Feed the Hungry, Treat the Sick: A Crucial Training

On June 15, 2017, the New York Times reported that the government of Saudi Arabia aims to ease the concerns of some U.S. legislators over US weapon sales to Saudi Arabia. The Saudis plan to engage in “a $750 million multiyear training program through the American military to help prevent the accidental killing of civilians in the Saudi-led air campaign against Houthi rebels in Yemen.”

Since entering the war in Yemen, in March of 2015, the Saudi coalition’s airstrikes, with US assistance, have destroyed bridges, roads, factories, farms, food trucks, animals, water infrastructure, and agricultural banks across the north, while imposing a blockade on the territory.
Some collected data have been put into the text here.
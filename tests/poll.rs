mod common;

mod tests {
    use std::cell::Cell;
    use std::cell::OnceCell;

    use myrtio_buttons::{
        ButtonConfig, ButtonEvent, ButtonRegistry, ButtonState, EdgeDetector, EventContext,
        EventSelector, Level,
    };

    use super::common::{
        Recorder, SimBoard, SimInput, SimLevels, SimRegistry, leak, sim_registry,
    };

    #[test]
    fn test_poll_empty_registry() {
        let registry: ButtonRegistry<'_, SimInput<'_>, EdgeDetector, 6> = ButtonRegistry::new();
        registry.poll();
        registry.poll();
        assert!(registry.is_empty());
        assert_eq!(registry.get_event("key1"), ButtonEvent::NoTrigger);
    }

    #[test]
    fn test_poll_caches_state_and_event() {
        let levels = SimLevels::new();
        let registry = sim_registry(&levels);

        registry.poll();
        assert_eq!(registry.get_state("key1"), ButtonState::NoTrigger);
        assert_eq!(registry.get_event("key1"), ButtonEvent::NoTrigger);

        levels.press(0);
        registry.poll();
        assert_eq!(registry.get_state("key1"), ButtonState::Pressed);
        assert_eq!(registry.get_event("key1"), ButtonEvent::Press);

        // no transition: the last event stays visible
        registry.poll();
        assert_eq!(registry.get_event("key1"), ButtonEvent::Press);

        levels.release(0);
        registry.poll();
        assert_eq!(registry.get_state("key1"), ButtonState::NoTrigger);
        assert_eq!(registry.get_event("key1"), ButtonEvent::Release);

        assert_eq!(registry.get_state("key2"), ButtonState::NoTrigger);
    }

    #[test]
    fn test_active_high_trigger_level() {
        let levels = SimLevels::new();
        let mut board = SimBoard::new(&levels);
        let layout = [ButtonConfig::new("wake", 0, Level::High)];
        let registry: ButtonRegistry<'_, _, EdgeDetector, 1> =
            ButtonRegistry::initialize(&mut board, &layout).unwrap();

        // the pin idles high, so an active-high button starts out pressed
        registry.poll();
        assert_eq!(registry.get_event("wake"), ButtonEvent::Press);

        levels.set(0, Level::Low);
        registry.poll();
        assert_eq!(registry.get_event("wake"), ButtonEvent::Release);
    }

    #[test]
    fn test_dispatch_follows_registry_order() {
        let recorder = Recorder::default();
        let levels = SimLevels::new();
        let registry = sim_registry(&levels);
        for name in ["key1", "key3", "key6"] {
            registry.attach(name, EventSelector::All, Some(&recorder)).unwrap();
        }

        levels.press(5);
        levels.press(2);
        levels.press(0);
        registry.poll();

        assert_eq!(recorder.names(), vec!["key1", "key3", "key6"]);
    }

    #[test]
    fn test_handler_context_carries_state() {
        let recorder = Recorder::default();
        let levels = SimLevels::new();
        let registry = sim_registry(&levels);
        registry.attach("key2", EventSelector::All, Some(&recorder)).unwrap();

        levels.press(1);
        registry.poll();
        levels.release(1);
        registry.poll();

        let seen = recorder.seen.borrow();
        assert_eq!(
            *seen,
            vec![
                EventContext {
                    name: "key2",
                    event: ButtonEvent::Press,
                    state: ButtonState::Pressed,
                },
                EventContext {
                    name: "key2",
                    event: ButtonEvent::Release,
                    state: ButtonState::NoTrigger,
                },
            ]
        );
    }

    #[test]
    fn test_nested_poll_is_ignored() {
        let levels = leak(SimLevels::new());
        let calls = leak(Cell::new(0));
        let registry_slot: &OnceCell<&SimRegistry<'static>> = leak(OnceCell::new());
        let reentrant = leak(move |_: &EventContext| {
            calls.set(calls.get() + 1);
            if let Some(registry) = registry_slot.get() {
                registry.poll();
            }
        });
        let registry: &SimRegistry<'static> = leak(sim_registry(levels));
        let _ = registry_slot.set(registry);
        registry.attach("key1", EventSelector::All, Some(reentrant)).unwrap();

        levels.press(0);
        registry.poll();
        assert_eq!(calls.get(), 1);

        levels.release(0);
        registry.poll();
        assert_eq!(calls.get(), 2);
    }
}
For a country heavily dependent on foreign food aid, that means starving the people. At least seven million people suffer now from severe acute malnourishment.

US assistance to the Saudi-led coalition has included providing weapons, sharing intelligence, targeting assistance, and aerial jet refueling. “If they stop the refueling, that would stop the bombing campaign literally tomorrow,” says Iona Craig, who frequently reports from Yemen, “because logistically the coalition would not be able to send their fighter jets in to carry out sorties without that help.”

The US has also provided “cover” for Saudi violations of international law. On October 27th, 2015, Saudi Arabia bombed a Yemeni hospital operated by Doctors Without Borders. The airstrike went on for two hours, reducing the hospital to rubble.

Ban Ki Moon, then Secretary General of the UN, admonished the Saudi government for attacking a medical facility. The Saudis responded that the US had similarly bombed a Doctors Without Borders hospital, in Afghanistan’s Kunduz province, which indeed the US had, earlier that same month, on October 3, 2015. The US airstrikes continued, in 15 minute intervals, for an hour, killing 42 people and likewise reducing the Doctors Without Borders hospital to rubble and ash.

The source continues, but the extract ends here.